***** Dataset *****
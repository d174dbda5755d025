//! Process-wide lookup and creation of executor pools by name.
//!
//! The registry is an explicit value with a defined construction point, not
//! an ambient global. Handles are cheap clones sharing the same map, so every
//! lookup for a name observes the same pool instance and the same ticket
//! accounting.

use std::collections::HashMap;
use std::sync::Arc;

use tokio::sync::RwLock;
use tracing::debug;

use crate::pool::ExecutorPool;

/// Name → pool mapping with get-or-create semantics.
///
/// First registration wins: a later `get_or_create` for an existing name
/// returns the stored pool and ignores a differing capacity. Creation for a
/// previously-unseen name is serialized under the write lock, so exactly one
/// pool instance is ever stored per name.
#[derive(Debug, Clone, Default)]
pub struct PoolRegistry {
    pools: Arc<RwLock<HashMap<String, Arc<ExecutorPool>>>>,
}

impl PoolRegistry {
    /// Create an empty registry.
    pub fn new() -> Self {
        Self::default()
    }

    /// Return the pool registered under `name`, creating it with
    /// `max_concurrent` tickets and a fresh closed circuit if absent.
    pub async fn get_or_create(&self, name: &str, max_concurrent: u32) -> Arc<ExecutorPool> {
        {
            let pools = self.pools.read().await;
            if let Some(pool) = pools.get(name) {
                return pool.clone();
            }
        }

        // Racing creators for the same name serialize here; entry() keeps
        // whichever writer arrives first.
        let mut pools = self.pools.write().await;
        pools
            .entry(name.to_string())
            .or_insert_with(|| {
                debug!(pool = %name, max_concurrent, "registering executor pool");
                Arc::new(ExecutorPool::new(name, max_concurrent))
            })
            .clone()
    }

    /// Look up a pool without creating it.
    pub async fn get(&self, name: &str) -> Option<Arc<ExecutorPool>> {
        self.pools.read().await.get(name).cloned()
    }

    /// Number of registered pools.
    pub async fn len(&self) -> usize {
        self.pools.read().await.len()
    }

    /// Whether no pools are registered.
    pub async fn is_empty(&self) -> bool {
        self.pools.read().await.is_empty()
    }

    /// Clear all registered pools.
    ///
    /// Commands still holding an `Arc` to a removed pool keep using it; the
    /// registry simply stops handing it out. Intended for test and process
    /// isolation.
    pub async fn reset(&self) {
        let mut pools = self.pools.write().await;
        debug!(count = pools.len(), "resetting pool registry");
        pools.clear();
    }
}
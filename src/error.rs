use thiserror::Error;

/// Error type for protected command execution.
///
/// The first four variants are "triggering errors": any of them routes the
/// invocation to its fallback when one is configured. A `Fallback` error is
/// terminal and never re-routed.
#[derive(Error, Debug, Clone, PartialEq, Eq)]
pub enum CommandError {
    /// Admission blocked by an open circuit
    #[error("Circuit open for pool: {0}")]
    CircuitOpen(String),

    /// No execution ticket available in the bound pool
    #[error("Executor pool exhausted: {0}")]
    PoolExhausted(String),

    /// Work function exceeded the configured timeout
    #[error("Command timed out after {0}ms")]
    Timeout(u64),

    /// Work function reported failure; the message is surfaced verbatim
    #[error("{0}")]
    Run(String),

    /// Fallback function itself reported failure
    #[error("Fallback failed: {0}")]
    Fallback(String),
}

impl CommandError {
    /// Build a run error from any displayable message.
    pub fn run(msg: impl Into<String>) -> Self {
        CommandError::Run(msg.into())
    }

    /// Whether this error may route to a fallback (everything but `Fallback`).
    pub fn is_trigger(&self) -> bool {
        !matches!(self, CommandError::Fallback(_))
    }
}

impl From<String> for CommandError {
    fn from(msg: String) -> Self {
        CommandError::Run(msg)
    }
}

impl From<&str> for CommandError {
    fn from(msg: &str) -> Self {
        CommandError::Run(msg.to_string())
    }
}
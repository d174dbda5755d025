//! One-shot result handle for queued commands.

use tokio::sync::oneshot;

use crate::command::CommandResult;
use crate::error::CommandError;

/// Handle to the eventual result of a queued command.
///
/// Resolved exactly once by the execution pipeline. `value` awaits the first
/// resolution and memoizes it; later calls return the cached result without
/// blocking again.
#[derive(Debug)]
pub struct CommandFuture<T> {
    rx: Option<oneshot::Receiver<CommandResult<T>>>,
    resolved: Option<CommandResult<T>>,
}

impl<T> CommandFuture<T> {
    pub(crate) fn new(rx: oneshot::Receiver<CommandResult<T>>) -> Self {
        Self {
            rx: Some(rx),
            resolved: None,
        }
    }

    /// Whether the result has already been observed through `value`.
    pub fn is_resolved(&self) -> bool {
        self.resolved.is_some()
    }
}

impl<T: Clone> CommandFuture<T> {
    /// Wait for the command to finish and return its final result.
    ///
    /// If the pipeline task was torn down before resolving (a panicked work
    /// or fallback function), this surfaces a run error rather than hanging
    /// or panicking the caller.
    pub async fn value(&mut self) -> CommandResult<T> {
        if let Some(rx) = self.rx.take() {
            let result = rx
                .await
                .unwrap_or_else(|_| Err(CommandError::run("command task dropped before delivering a result")));
            self.resolved = Some(result);
        }
        self.resolved
            .clone()
            .unwrap_or_else(|| Err(CommandError::run("command task dropped before delivering a result")))
    }
}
*****
→ **Exercise goal**: Nothing but a number, please, for how many lines of the data hold "later".

→ **Your solution**: 2